Die Handlungsschwäche der einstigen Weltordnungsmacht drohe, die Welt in Unordnung zu bringen, behauptet der Autor. Hat der angebliche „benign hegemon“ vielleicht in den letzten zehn Jahren Ordnung im internationalen System geschaffen, wenn man sich seine so genannten Antiterrorkriege in Afghanistan und Irak vor Augen führt? Die US-Außenpolitik zielt weiter auf gewaltsame Regimewechsel ab, wie die Beispiele Libyen, Syrien oder Iran zeigen.
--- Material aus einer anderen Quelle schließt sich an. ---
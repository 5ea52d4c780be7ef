use std::time::Duration;

use eframe::egui;
use tokio::sync::mpsc;

use crate::common::{ApiCommand, ApiEvent};

use super::components::{dashboard, history, sidebar, templates};
use super::state::{ActiveView, AppState};

pub struct AdminApp {
    state: AppState,
    command_sender: mpsc::Sender<ApiCommand>,
    event_receiver: mpsc::Receiver<ApiEvent>,
}

impl AdminApp {
    pub fn new(
        _cc: &eframe::CreationContext<'_>,
        command_sender: mpsc::Sender<ApiCommand>,
        event_receiver: mpsc::Receiver<ApiEvent>,
        rows_per_page: u32,
    ) -> Self {
        let (state, first_fetch) = AppState::new(rows_per_page);
        let mut app = Self {
            state,
            command_sender,
            event_receiver,
        };
        app.dispatch(first_fetch);
        app
    }

    fn handle_api_events(&mut self) {
        while let Ok(event) = self.event_receiver.try_recv() {
            if let Some(command) = self.state.apply(event) {
                self.dispatch(command);
            }
        }
    }

    fn dispatch(&mut self, command: ApiCommand) {
        if let Err(err) = self.command_sender.try_send(command) {
            log::warn!("Failed to send command to API worker: {err}");
        }
    }
}

impl eframe::App for AdminApp {
    fn update(&mut self, ctx: &egui::Context, _frame: &mut eframe::Frame) {
        self.handle_api_events();

        let mut commands = Vec::new();

        egui::SidePanel::left("navigation")
            .resizable(false)
            .default_width(180.0)
            .show(ctx, |ui| {
                if let Some(target) = sidebar::render(ui, self.state.route()) {
                    commands.extend(self.state.navigate(target));
                }
            });

        egui::CentralPanel::default().show(ctx, |ui| match &mut self.state.view {
            ActiveView::Dashboard(view) => dashboard::render(ui, view),
            ActiveView::Templates(view) => commands.extend(templates::render(ui, view)),
            ActiveView::History(view) => commands.extend(history::render(ui, view)),
        });

        for command in commands {
            self.dispatch(command);
        }

        // Results arrive on the channel without waking egui, so poll.
        ctx.request_repaint_after(Duration::from_millis(100));
    }
}
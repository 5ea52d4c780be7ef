use serde::{Deserialize, Deserializer, Serialize};

pub type TemplateId = i64;

/// Trigger/response pair the bot matches incoming messages against.
#[derive(Debug, Clone, PartialEq, Serialize, Deserialize)]
pub struct MessageTemplate {
    pub id: TemplateId,
    pub trigger_text: String,
    pub response_text: String,
    #[serde(default = "default_true")]
    pub is_active: bool,
    pub created_at: String,
    #[serde(default)]
    pub updated_at: Option<String>,
}

/// One incoming message and the reply that was sent for it (empty if none matched).
#[derive(Debug, Clone, PartialEq, Serialize, Deserialize)]
pub struct MessageLog {
    pub id: i64,
    pub user_id: String,
    pub incoming_message: String,
    #[serde(default, deserialize_with = "null_as_empty")]
    pub response_message: String,
    #[serde(default)]
    pub template_id: Option<TemplateId>,
    pub created_at: String,
}

/// Aggregates recomputed by the backend on every request.
///
/// Numeric fields stay optional so a missing value can be shown as `0`
/// instead of failing the whole payload.
#[derive(Debug, Clone, PartialEq, Default, Serialize, Deserialize)]
pub struct DashboardStats {
    #[serde(default)]
    pub total_messages: Option<u64>,
    #[serde(default)]
    pub active_templates: Option<u64>,
    #[serde(default)]
    pub response_rate: Option<f64>,
    #[serde(default)]
    pub recent_messages: Vec<MessageLog>,
}

/// Envelope wrapped around every backend payload.
#[derive(Debug, Clone, Deserialize)]
pub struct ApiResponse<T> {
    pub data: Option<T>,
    #[serde(default = "default_true")]
    pub success: bool,
    #[serde(default)]
    pub message: Option<String>,
}

/// Body of `POST /templates`.
#[derive(Debug, Clone, PartialEq, Serialize)]
pub struct TemplateDraft {
    pub trigger_text: String,
    pub response_text: String,
    pub is_active: bool,
}

/// Body of `PUT /templates/{id}`; absent fields are left untouched server side.
#[derive(Debug, Clone, PartialEq, Default, Serialize)]
pub struct TemplatePatch {
    #[serde(skip_serializing_if = "Option::is_none")]
    pub trigger_text: Option<String>,
    #[serde(skip_serializing_if = "Option::is_none")]
    pub response_text: Option<String>,
    #[serde(skip_serializing_if = "Option::is_none")]
    pub is_active: Option<bool>,
}

impl From<TemplateDraft> for TemplatePatch {
    fn from(draft: TemplateDraft) -> Self {
        Self {
            trigger_text: Some(draft.trigger_text),
            response_text: Some(draft.response_text),
            is_active: Some(draft.is_active),
        }
    }
}

/// Plain (non-enveloped) body of `GET /`.
#[derive(Debug, Clone, Deserialize)]
pub struct HealthBanner {
    pub message: String,
}

fn default_true() -> bool {
    true
}

fn null_as_empty<'de, D>(deserializer: D) -> Result<String, D::Error>
where
    D: Deserializer<'de>,
{
    Option::<String>::deserialize(deserializer).map(Option::unwrap_or_default)
}
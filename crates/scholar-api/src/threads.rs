//! Handlers for discussion threads.
//!
//! | Method | Path                 | Notes |
//! |--------|----------------------|-------|
//! | `GET`  | `/threads`           | Newest first |
//! | `POST` | `/threads`           | Title + opening post |
//! | `GET`  | `/threads/:id`       | Thread with its posts |
//! | `POST` | `/threads/:id/posts` | Reply |

use std::sync::Arc;

use axum::{
  Extension, Json,
  extract::{Path, State},
  http::StatusCode,
  response::IntoResponse,
};
use scholar_core::{
  access::Actor,
  forum::{Post, Thread},
  store::PortalStore,
};
use serde::{Deserialize, Serialize};
use uuid::Uuid;

use crate::error::{ApiError, require};

async fn load<S: PortalStore>(store: &S, id: Uuid) -> Result<Thread, ApiError> {
  store
    .get_thread(id)
    .await
    .map_err(ApiError::store)?
    .ok_or_else(|| ApiError::NotFound(format!("thread {id} not found")))
}

#[derive(Debug, Serialize)]
pub struct ThreadDetail {
  pub thread: Thread,
  pub posts:  Vec<Post>,
}

/// `GET /threads`
pub async fn list<S>(
  State(store): State<Arc<S>>,
  Extension(_actor): Extension<Actor>,
) -> Result<Json<Vec<Thread>>, ApiError>
where
  S: PortalStore,
{
  let threads = store.list_threads().await.map_err(ApiError::store)?;
  Ok(Json(threads))
}

#[derive(Debug, Deserialize)]
pub struct CreateBody {
  pub title: String,
  pub body:  String,
}

/// `POST /threads`: returns 201 + the thread with its opening post.
pub async fn create<S>(
  State(store): State<Arc<S>>,
  Extension(actor): Extension<Actor>,
  Json(body): Json<CreateBody>,
) -> Result<impl IntoResponse, ApiError>
where
  S: PortalStore,
{
  require("title", &body.title)?;
  require("body", &body.body)?;

  let thread = store
    .create_thread(body.title.trim().to_owned(), actor.user_id)
    .await
    .map_err(ApiError::store)?;
  let post = store
    .add_post(thread.thread_id, actor.user_id, body.body)
    .await
    .map_err(ApiError::store)?;

  Ok((StatusCode::CREATED, Json(ThreadDetail { thread, posts: vec![post] })))
}

/// `GET /threads/:id`
pub async fn get_one<S>(
  State(store): State<Arc<S>>,
  Extension(_actor): Extension<Actor>,
  Path(id): Path<Uuid>,
) -> Result<Json<ThreadDetail>, ApiError>
where
  S: PortalStore,
{
  let thread = load(store.as_ref(), id).await?;
  let posts = store.list_posts(id).await.map_err(ApiError::store)?;
  Ok(Json(ThreadDetail { thread, posts }))
}

#[derive(Debug, Deserialize)]
pub struct PostBody {
  pub body: String,
}

/// `POST /threads/:id/posts`: returns 201 + the post.
pub async fn add_post<S>(
  State(store): State<Arc<S>>,
  Extension(actor): Extension<Actor>,
  Path(id): Path<Uuid>,
  Json(body): Json<PostBody>,
) -> Result<impl IntoResponse, ApiError>
where
  S: PortalStore,
{
  require("body", &body.body)?;
  load(store.as_ref(), id).await?;
  let post = store
    .add_post(id, actor.user_id, body.body)
    .await
    .map_err(ApiError::store)?;
  Ok((StatusCode::CREATED, Json(post)))
}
Braml legt den Schwerpunkt seiner Ausführungen auf die Wirtschaftspolitik frei nach der Clintonschen Erkenntnis: „It´s the economy, stupid!“ Folglich konzentriert sich der Autor auf Fragen eines neuen Protektionismus, einer zunehmenden Ressourcen-Rivalität mit China und Russland sowie die Abwälzung sicherheitspolitischer Lasten auf die Verbündeten.
Wie sagte es doch der ehemalige US-Finanz- und Außenminister unter George H. W. Bush dem Älteren, James Baker: „Wir sind bankrott, wirklich bankrott. Unsere größte Herausforderung ist die Schuldenzeitbombe.“ Diese These wird auch durch Bramls Buch bestätigt: die USA als eine „Weltmacht auf Pump“. Die kränkelnde Wirtschaft sei nicht nur ein Konjunkturproblem, sondern es geht in fast allen gesellschaftlichen Bereichen bergab. Der militärisch-industrielle Komplex ist der einzige, der die US-Wirtschaft noch am Laufen hält. Die USA geben für die Aufrechterhaltung ihrer Militärmaschinerie so viel aus wie alle Staaten der Welt zusammengenommen. In keinem Industrieland er Welt gibt es so viele wirklich Arme, fast 50 Millionen, deren Bildungschancen oder gesellschaftliche Aufstiegsmöglichkeiten sind gleich Null. Die Kluft zwischen den Superreichen und diesem „Lumpenproletariat“ kann nur als eine Perversion des so genannten „American Dream“ bezeichnet werden. Einigermaßen anspruchsvolle Bildung ist kaum noch bezahlbar. Die Infrastruktur der USA zerfällt, der Mittelstand verarmt zusehends, aber die Republikanische Partei fordert weitere Steuersenkungen für die Superreichen, die von George W. Bush dem Jüngeren zu Lasten der Sozialsysteme für die Ärmsten bereits veranlasst worden sind. Gleichzeitig halten die USA drei Viertel der Welt-Territorien durch eine Stützpunktpolitik „besetzt“ und führen koloniale Kriege, um ihren Durst nach Öl und Energie zu stillen.
Auf den jüngsten Coup in der Stützpunktpolitik weist der Autor hin, und zwar das Abkommen über Militärstützpunkte mit der australischen Regierung, um China einzudämmen, obgleich die USA in der Wirtschafts- und Handelspolitik bereits heute schwer verwundbar und auf die finanzpolitische Kooperation, um nicht zu sagen Hilfe Chinas, angewiesen sind, schreibt Braml. Unkritisch geht der Autor mit Begriffen wie „nationales Interesse“ oder „vitale amerikanische Interessen“ um, wobei es sich doch um ideologisch determinierte Herrschaftsbegriffe handelt, deren Inhalt einseitige von der US-„Hypermacht“ festgelegt werden.
Es ist aber eine große Leistung des Autors ein Buch über die Außen- und Wirtschaftspolitik zu schreiben, ohne den Namen Israel auch nur ein einziges Mal zu erwähnen. Die starke Fokussierung auf die globale Wirtschaft, der Kampf um Ressourcen und Energie macht deutlich, um was es den USA geht: globale Hegemonie. Stärkere Kritik am US-amerikanischen Expansionismus und den imperialen geostrategischen Zielen hätten die Dominanz des wirtschaftlichen etwas relativiert. Das Buch überzeugt durch die Sachkompetenz des Autors.